To me the real question is why do people believe in God?
Because that is what they have been taught. It seems obvious to me. And not only that, but the specific God that people believe in is almost always the specific God they are taught to believe. Its learned behavior based on natural inclination for superstition.
Do you believe that's true of non-believers as well? If not, why not?

Your response comes across as dismissive and judgmental of those who believe in God. As if only the atheists and agnostics are able to transcend their background and come to a true intellectual understanding.

One could view it the complete opposite way, that the atheists and agnostics are so blinded by their experiences and life circumstances that they cannot see, or rather comprehend, the evidence that is so plain to so many.

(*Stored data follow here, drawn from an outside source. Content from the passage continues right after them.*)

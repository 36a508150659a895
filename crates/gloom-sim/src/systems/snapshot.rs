//! Snapshot system: queries the ECS world and builds a complete GameStateSnapshot.
//!
//! This system is read-only; it never modifies the world.

use std::collections::BTreeMap;

use hecs::World;

use gloom_core::components::{Bullet, Mob, Player};
use gloom_core::state::*;
use gloom_core::types::{PlayerId, Position, SimTime, Velocity};

/// Build a complete GameStateSnapshot from the current world state.
pub fn build_snapshot(world: &World, time: &SimTime) -> GameStateSnapshot {
    GameStateSnapshot {
        players: build_players(world),
        mobs: build_mobs(world),
        bullets: build_bullets(world),
        time: *time,
        timestamp: time.elapsed_ms,
    }
}

fn build_players(world: &World) -> BTreeMap<PlayerId, PlayerView> {
    world
        .query::<(&Player, &Position, &Velocity)>()
        .iter()
        .map(|(_, (player, pos, vel))| {
            (
                player.id,
                PlayerView {
                    id: player.id,
                    position: *pos,
                    velocity: *vel,
                    aim_angle: player.aim_angle,
                    hp: player.hp,
                    equipped_tier: player.tier,
                },
            )
        })
        .collect()
}

/// Mobs ordered by id.
fn build_mobs(world: &World) -> Vec<MobView> {
    let mut mobs: Vec<MobView> = world
        .query::<(&Mob, &Position, &Velocity)>()
        .iter()
        .map(|(_, (mob, pos, vel))| MobView {
            id: mob.id,
            position: *pos,
            velocity: *vel,
            hp: mob.hp,
            alive: mob.alive,
        })
        .collect();
    mobs.sort_by_key(|m| m.id);
    mobs
}

/// Bullets ordered by id.
fn build_bullets(world: &World) -> Vec<BulletView> {
    let mut bullets: Vec<BulletView> = world
        .query::<(&Bullet, &Position, &Velocity)>()
        .iter()
        .map(|(_, (bullet, pos, vel))| BulletView {
            id: bullet.id,
            position: *pos,
            velocity: *vel,
            owner_id: bullet.owner,
        })
        .collect();
    bullets.sort_by_key(|b| b.id);
    bullets
}
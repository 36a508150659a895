//! Game loop thread: runs the simulation engine at 60Hz and fans out results.
//!
//! The engine is created inside this thread and never leaves it.
//! Commands arrive via `mpsc` channel and are applied between ticks. After each
//! tick the one-shot events and then the full snapshot are broadcast through
//! the connection hub, and the snapshot is stored in shared state for `/health`.

use std::ops::ControlFlow;
use std::sync::mpsc;
use std::sync::{Arc, Mutex};
use std::time::{Duration, Instant};

use log::{debug, info, warn};

use gloom_core::commands::{ClientMessage, SimCommand};
use gloom_core::constants::TICK_RATE;
use gloom_core::events::ServerMessage;
use gloom_core::state::GameStateSnapshot;
use gloom_core::types::PlayerId;
use gloom_sim::engine::{SimConfig, SimulationEngine};

use crate::error::ServerError;
use crate::hub::ConnectionHub;
use crate::state::GameLoopCommand;

/// Nominal duration of one tick.
pub const TICK_DURATION: Duration = Duration::from_nanos(1_000_000_000 / TICK_RATE as u64);

/// Spawns the game loop in a new thread.
///
/// Returns the command sender for connection handlers to use.
pub fn spawn_game_loop(
    config: SimConfig,
    latest_snapshot: Arc<Mutex<Option<GameStateSnapshot>>>,
) -> Result<mpsc::Sender<GameLoopCommand>, ServerError> {
    let (cmd_tx, cmd_rx) = mpsc::channel::<GameLoopCommand>();

    std::thread::Builder::new()
        .name("gloom-game-loop".into())
        .spawn(move || {
            let game = GameLoop::new(SimulationEngine::new(config));
            run_game_loop(game, cmd_rx, &latest_snapshot);
        })?;

    Ok(cmd_tx)
}

/// Engine plus the clients it talks to.
pub struct GameLoop {
    engine: SimulationEngine,
    hub: ConnectionHub,
}

impl GameLoop {
    pub fn new(engine: SimulationEngine) -> Self {
        Self {
            engine,
            hub: ConnectionHub::new(),
        }
    }

    pub fn engine(&self) -> &SimulationEngine {
        &self.engine
    }

    pub fn hub(&self) -> &ConnectionHub {
        &self.hub
    }

    /// Apply one command. Breaks on shutdown.
    pub fn handle(&mut self, command: GameLoopCommand) -> ControlFlow<()> {
        match command {
            GameLoopCommand::Connect { player, outbox } => {
                info!("{player} connected");
                self.hub.connect(player, outbox);
                self.send_world_data(player);
                self.engine.queue_command(SimCommand::Join(player));
                self.hub.broadcast(&ServerMessage::PlayerJoined(player));
            }
            GameLoopCommand::Disconnect(player) => {
                info!("{player} disconnected");
                self.hub.disconnect(player);
                self.engine.queue_command(SimCommand::Leave(player));
                self.hub.broadcast(&ServerMessage::PlayerLeft(player));
            }
            GameLoopCommand::Client { player, message } => match message {
                ClientMessage::PlayerInput(input) => {
                    self.engine.queue_command(SimCommand::Input { player, input });
                }
                ClientMessage::AggroAll => {
                    debug!("{player} requested aggro");
                    self.engine.queue_command(SimCommand::AggroAll { player });
                }
                ClientMessage::RequestWorldData => self.send_world_data(player),
            },
            GameLoopCommand::Shutdown => return ControlFlow::Break(()),
        }
        ControlFlow::Continue(())
    }

    /// Advance one tick and broadcast its events, then its snapshot.
    pub fn step(&mut self, dt: Duration) -> GameStateSnapshot {
        let output = self.engine.tick(dt);
        for event in output.events {
            self.hub.broadcast(&ServerMessage::from(event));
        }
        self.hub
            .broadcast(&ServerMessage::GameState(output.snapshot.clone()));
        output.snapshot
    }

    fn send_world_data(&mut self, player: PlayerId) {
        let layout = self.engine.layout().clone();
        self.hub.send_to(player, &ServerMessage::WorldData(layout));
    }
}

/// The game loop. Runs until Shutdown command or channel disconnect.
fn run_game_loop(
    mut game: GameLoop,
    cmd_rx: mpsc::Receiver<GameLoopCommand>,
    latest_snapshot: &Mutex<Option<GameStateSnapshot>>,
) {
    let mut last_tick = Instant::now();
    let mut next_tick_time = last_tick;

    loop {
        // 1. Drain all pending commands
        loop {
            match cmd_rx.try_recv() {
                Ok(command) => {
                    if game.handle(command).is_break() {
                        info!("game loop shutting down");
                        return;
                    }
                }
                Err(mpsc::TryRecvError::Empty) => break,
                Err(mpsc::TryRecvError::Disconnected) => return,
            }
        }

        // 2. Advance one tick by the wall-clock time since the last one
        let now = Instant::now();
        let snapshot = game.step(now - last_tick);
        last_tick = now;

        // 3. Store latest snapshot for health queries
        if let Ok(mut lock) = latest_snapshot.lock() {
            *lock = Some(snapshot);
        }

        // 4. Sleep until next tick
        next_tick_time += TICK_DURATION;
        let now = Instant::now();
        if next_tick_time > now {
            std::thread::sleep(next_tick_time - now);
        } else if now - next_tick_time > TICK_DURATION * 2 {
            // Too far behind, reset to avoid catch-up spiral
            warn!("tick overran by {:?}, re-anchoring", now - next_tick_time);
            next_tick_time = now;
        }
    }
}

Your position also ignores all of those who have changed their mind, such as those who were raised in an irreligious background but have come to believe in God, or those who were raised in one religious tradition and came to believe in a different tradition. Christian missionaries' spectacular success in changing people's learned beliefs and behavior is convincing evidence that your statement is fundamentally wrong.

The pattern of the background of most atheists and agnostics, of being raised in Christian backgrounds prior to coming to their "aha" moments, also shows the inherent flaw in your position. It shows that people are not slaves to what they were taught or to learned behavior.
I don't mean for it to be dismissive. Regardless of the truth or non-truth of a religion, the biggest predictor for a persons religious beliefs is accidental. Its generally true for religious and cultural values. Its not an insult and it does mean that you aren't sincere in your belief or that you didn't sincerely choose your religion once you became old enough to do so.

And sorry to repeat the argument. . . but, had you been born in Afghanistan, there is a 99% certainty that you would be Muslim and would never de-convert or convert to Christianity. We are all products largely of our environment. I'm still a product my Christian upbringing and the culture that I live. It all very much informs who I am. Christians are no more slaves to what they are taught than anyone else.

Yes, it can absolutely be true for non-believers. I don't see anything about atheism or agnosticism as transcendent. We live in a unique time where its both socially semi-acceptable to not be religious and there is sufficient empirical data to question traditionally held ideas.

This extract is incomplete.